One of the oldest and best known proverbs is a bird in the hand is worth two in the bush.
This way of thinking is so ingrained in us that we accept it unquestioningly.
We give more importance to what is happening now than what may happen in the future when making decisions.
The simple instance of this is that many people will take a small reward now, say £10, in preference to a larger reward in a year's time - say £20.
Given a choice between waiting a year for £10 and two years for £20, they will often choose to wait the two years - what's the difference between a year or two?
It's a struggle to pass up chocolate now to avoid the weight gain that may accumulate in a year's time.
This way of thinking is endemic in business.
Managers spend a lot of time focused on the short term - cutting costs and deferring spending now to protect short term results.
In the long term the costs are almost always higher as we take action then only when compelled to by a failure or catastrophe - at which point we are forced to pay whatever it costs.
The economics of this approach is summed up in a term called discounting.
We discount the future - on a linear basis for accounting, on an exponential basis for investing and on a hyperbolic basis (possibly) for impulse purchases.
Let's spend that money on a new telly now because putting that money in a retirement pot is so much less appealing.

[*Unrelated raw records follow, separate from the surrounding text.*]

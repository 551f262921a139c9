use fnv::FnvHashSet;

use crate::compare_files::ContentComparer;
use crate::config::{CopyPolicy, SyncInfo};
use crate::detect::find_deletions;
use crate::propagate::{self, ProgressCallback, PropagationOptions};
use crate::report::{Action, SyncReport};

/// Runs one full mirroring pass of `info.source` onto `info.replica`.
///
/// The order is fixed: compare, delete files, delete folders, copy. A fault on one entry is
/// recorded and never stops the others. If either root cannot be listed, nothing is deleted
/// this cycle but the copy phase still runs, since it never overwrites anything.
pub fn run_cycle<T, P>(info: &SyncInfo, options: &T, progress: &P) -> SyncReport
where
    T: PropagationOptions,
    P: ProgressCallback,
{
    let mut report = SyncReport::new();
    progress.record(report.push(Action::CycleStarted));
    info!("Syncing {:?} to {:?}", info.source, info.replica);

    let comparer = ContentComparer::new(info.quick_check);

    let mut unchanged = FnvHashSet::default();
    match find_deletions(&info.replica, &info.source, &comparer) {
        Ok(mut deletions) => {
            for fault in deletions.take_faults() {
                let action = Action::CompareFailed { path: fault.path, error: fault.error, marked: fault.marked };
                progress.record(report.push(action));
            }
            debug!(
                "{} file(s) and {} folder(s) to delete",
                deletions.files().len(),
                deletions.directories().len()
            );
            propagate::delete_files(deletions.files(), options, &mut report, progress);
            propagate::delete_folders(deletions.directories(), options, &mut report, progress);

            if info.copy_policy == CopyPolicy::SkipUnchanged {
                unchanged.extend(deletions.unchanged_files().cloned());
            }
        }
        Err(e) => {
            error!("Comparison failed, skipping deletions: {}", e);
            progress.record(report.push(Action::ComparisonFailed(e)));
        }
    }

    propagate::copy_all(&info.source, &info.replica, &unchanged, options, &mut report, progress);

    info!("Cycle finished with {} failure(s)", report.failures());
    report
}
use std::ffi::OsStr;
use std::fs;
use std::path::{Path, PathBuf};

use fnv::FnvHashMap;

use crate::error::{DescribeIoError, SyncError};

pub fn check_all_roots_exist<'a, I: Iterator<Item = &'a PathBuf>>(roots: I) -> Result<(), SyncError> {
    for root in roots {
        if !root.exists() {
            return Err(SyncError::RootDoesntExist(root.to_path_buf()));
        }
        if !root.is_dir() {
            return Err(SyncError::NotADirectory(root.to_path_buf()));
        }
    }
    Ok(())
}

/// The immediate children of a directory, split by kind and sorted by name.
#[derive(Debug, Default)]
pub struct DirectoryListing {
    pub files: Vec<PathBuf>,
    pub directories: Vec<PathBuf>,
}

/// Reads the direct children of `directory`. Symlinks are classified by their target;
/// dangling links count as files.
pub fn list_directory(directory: &Path) -> Result<DirectoryListing, SyncError> {
    let mut listing = DirectoryListing::default();

    for item in fs::read_dir(directory).describe(|| format!("listing {:?}", directory))? {
        let item = item.describe(|| format!("listing {:?}", directory))?;
        let path = item.path();
        let mut ty = item.file_type().describe(|| format!("reading file type of {:?}", path))?;
        if ty.is_symlink() {
            match fs::metadata(&path) {
                Ok(target) => ty = target.file_type(),
                Err(_) => {
                    warn!("Dangling symlink {:?}", path);
                    listing.files.push(path);
                    continue;
                }
            }
        }

        trace!("Adding entry {:?}", path);
        if ty.is_dir() {
            listing.directories.push(path);
        } else {
            listing.files.push(path);
        }
    }

    listing.files.sort();
    listing.directories.sort();
    Ok(listing)
}

/// Indexes paths by their base name. Names compare exactly, byte for byte.
pub fn index_by_name(paths: &[PathBuf]) -> FnvHashMap<&OsStr, &Path> {
    paths
        .iter()
        .filter_map(|path| path.file_name().map(|name| (name, path.as_path())))
        .collect()
}
use std::path::PathBuf;

/// How the copy phase treats source files that are already present in the replica.
#[derive(Debug, Clone, Copy, PartialEq, Eq)]
pub enum CopyPolicy {
    /// Copy every source file on every cycle. Files which survived the deletion phase
    /// are already in place, so these copies fail with a destination-exists error
    /// and get recorded as failures.
    AttemptAll,
    /// Skip source files whose replica counterpart exists and is content-equal.
    SkipUnchanged,
}

impl Default for CopyPolicy {
    fn default() -> Self {
        CopyPolicy::AttemptAll
    }
}

/// The configuration for a single mirroring pair.
#[derive(Debug, Clone)]
pub struct SyncInfo {
    /// The authoritative tree.
    pub source: PathBuf,
    /// The tree which is kept identical to `source`.
    pub replica: PathBuf,
    pub copy_policy: CopyPolicy,
    /// Treat files of different sizes as different without hashing them.
    pub quick_check: bool,
}

impl SyncInfo {
    pub fn new<S: Into<PathBuf>, R: Into<PathBuf>>(source: S, replica: R) -> Self {
        SyncInfo {
            source: source.into(),
            replica: replica.into(),
            copy_policy: CopyPolicy::default(),
            quick_check: false,
        }
    }

    pub fn roots(&self) -> [&PathBuf; 2] {
        [&self.source, &self.replica]
    }
}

Our future self, sat in a retirement home, will appreciate that telly so much more when sat waiting for the weekly visits from our family.
But that's simply over-dramatic. We could die tomorrow - we should enjoy things while we are still around.

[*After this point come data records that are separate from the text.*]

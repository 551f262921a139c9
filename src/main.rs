use std::path::PathBuf;
use std::process;

use clap::Parser;
use log::error;

use dirmirror::propagate::{ConsoleProgressCallback, DefaultPropagationOptions};
use dirmirror::schedule::Scheduler;
use dirmirror::{CopyPolicy, SyncInfo};

/// Periodically mirror SOURCE onto REPLICA.
#[derive(Parser, Debug)]
#[command(name = "dirmirror", version, about)]
struct Cli {
    /// Directory to mirror
    source: PathBuf,
    /// Directory kept identical to the source
    replica: PathBuf,
    /// Directory the per-cycle log.txt is written to
    log_dir: PathBuf,
    /// Seconds to wait between cycles
    interval_secs: u64,
    /// Don't recopy files that are already identical in the replica
    #[arg(long)]
    skip_unchanged: bool,
    /// Treat files of different sizes as changed without hashing them
    #[arg(long)]
    quick_check: bool,
    /// Run a single cycle and exit
    #[arg(long)]
    once: bool,
}

fn main() {
    env_logger::Builder::from_env(env_logger::Env::default().default_filter_or("info")).init();
    let cli = Cli::parse();

    let mut info = SyncInfo::new(cli.source, cli.replica);
    info.quick_check = cli.quick_check;
    if cli.skip_unchanged {
        info.copy_policy = CopyPolicy::SkipUnchanged;
    }

    let scheduler = match Scheduler::new(info, &cli.log_dir, cli.interval_secs) {
        Ok(scheduler) => scheduler,
        Err(e) => {
            error!("{}", e);
            process::exit(1);
        }
    };

    if cli.once {
        scheduler.run_once(&DefaultPropagationOptions, &ConsoleProgressCallback);
        return;
    }

    scheduler.run(&DefaultPropagationOptions, &ConsoleProgressCallback)
}
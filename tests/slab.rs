use std::collections::HashSet;
use std::sync::{Mutex, MutexGuard};

use smallock::{deallocate, live_superblocks, reclaim, Heap, SizeClass, SB_SIZE};

/// These Tests assert process-wide State like the Number of live
/// Super-Blocks, so they have to run one at a Time
static SERIAL: Mutex<()> = Mutex::new(());

fn locked() -> MutexGuard<'static, ()> {
    SERIAL.lock().unwrap_or_else(|e| e.into_inner())
}

fn leaked_heap(slot_size: usize) -> &'static Heap {
    let size_class = Box::leak(Box::new(SizeClass::new(slot_size).unwrap()));
    Box::leak(Box::new(Heap::new(size_class)))
}

fn block_base(ptr: *mut u8) -> usize {
    (ptr as usize) & !(SB_SIZE - 1)
}

#[test]
fn single_slot_churn() {
    let _serial = locked();
    let heap = leaked_heap(64);

    for i in 0..10_000_u32 {
        let ptr = heap.allocate().unwrap();

        unsafe { ptr.as_ptr().cast::<u32>().write(i) };
        assert_eq!(i, unsafe { ptr.as_ptr().cast::<u32>().read() });

        unsafe { deallocate(ptr.as_ptr()) };
    }

    reclaim();

    let report = heap.check_consistency().unwrap();
    assert_eq!(false, report.active);
    assert_eq!(0, report.partial_descriptors);
    assert_eq!(0, live_superblocks());
}

#[test]
fn fill_one_superblock() {
    let _serial = locked();
    let heap = leaked_heap(64);
    let max_count = heap.size_class().max_count();
    assert_eq!(255, max_count);

    let slots: Vec<_> = (0..max_count)
        .map(|_| heap.allocate().unwrap().as_ptr())
        .collect();

    // All Slots are distinct and come out of one single Super-Block
    let distinct: HashSet<_> = slots.iter().map(|ptr| *ptr as usize).collect();
    assert_eq!(max_count, distinct.len());

    let first_block = block_base(slots[0]);
    for ptr in slots.iter() {
        assert_eq!(first_block, block_base(*ptr));
    }

    // The Block is full now, one more Allocation has to open a second one
    let extra = heap.allocate().unwrap().as_ptr();
    assert_ne!(first_block, block_base(extra));

    for ptr in slots {
        unsafe { deallocate(ptr) };
    }
    unsafe { deallocate(extra) };

    reclaim();

    let report = heap.check_consistency().unwrap();
    assert_eq!(false, report.active);
    assert_eq!(0, report.partial_descriptors);
    assert_eq!(0, live_superblocks());
}

#[test]
fn two_slot_blocks_churn() {
    let _serial = locked();

    // The largest served Slot-Size, every Super-Block only holds two
    // Slots, so Blocks fill and drain constantly
    let heap = leaked_heap(smallock::MAX_SMALL_SIZE);
    assert_eq!(2, heap.size_class().max_count());

    let first = heap.allocate().unwrap().as_ptr();
    let second = heap.allocate().unwrap().as_ptr();
    let third = heap.allocate().unwrap().as_ptr();

    // The first two fill one Block, the third opens another
    assert_eq!(block_base(first), block_base(second));
    assert_ne!(block_base(first), block_base(third));

    unsafe {
        deallocate(first);
        deallocate(second);
        deallocate(third);
    }

    reclaim();

    let report = heap.check_consistency().unwrap();
    assert_eq!(false, report.active);
    assert_eq!(0, report.partial_descriptors);
    assert_eq!(0, live_superblocks());
}

#[test]
fn minimum_slot_size() {
    let _serial = locked();

    // 4 Bytes is just enough for the Free-List Link, the Slot-Count is
    // clamped by the 10-bit Anchor-Fields
    let heap = leaked_heap(4);
    assert_eq!(1023, heap.size_class().max_count());

    let slots: Vec<_> = (0..1023)
        .map(|_| heap.allocate().unwrap().as_ptr())
        .collect();

    let distinct: HashSet<_> = slots.iter().map(|ptr| *ptr as usize).collect();
    assert_eq!(1023, distinct.len());

    for ptr in slots {
        unsafe { deallocate(ptr) };
    }

    reclaim();
    assert_eq!(0, live_superblocks());
}

#[test]
fn quiescent_roundtrip_is_stable() {
    let _serial = locked();
    let heap = leaked_heap(64);

    let keep = heap.allocate().unwrap();

    let before = heap.check_consistency().unwrap();

    // A full Alloc/Free-Cycle on a quiescent Heap has to leave nothing
    // behind but a bumped Tag
    let ptr = heap.allocate().unwrap();
    unsafe { deallocate(ptr.as_ptr()) };

    let after = heap.check_consistency().unwrap();
    assert_eq!(before, after);

    // The Checker itself is idempotent and side-effect-free
    assert_eq!(after, heap.check_consistency().unwrap());

    unsafe { deallocate(keep.as_ptr()) };

    reclaim();
    assert_eq!(0, live_superblocks());
}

But we probably won't die tomorrow.
In many parts of the world the chances are that we will live longer than previous generations and, for the first time, we may be poorer than our parents when we grow old.
Future generations will think up new ways and come up with the technological solutions they need, so we should put ourselves first and the earth could be destroyed by a comet at any time.
Except we can be pretty confident that a future will arrive - and if it's accompanied by climate change on a vast scale - the amount of investment and technology required to deal with it may be beyond the capabilities of those future generations.
Think about it this way - a discount rate of 5% over 500 years results in a number that looks like this: 39,323,261,827.21.
That's 39 billion, give or take a few 100 million.
A pound we spend now on ourselves, at that rate, would be worth £39 billion to someone 500 years from now.
That perhaps still doesn't compute…
The point is that the decisions each of us makes now impact the lives of billions of people some time from now.
We need to try and make wise ones.
Read more posts at Karthik-Suresh.com or connect with me on LinkedIn.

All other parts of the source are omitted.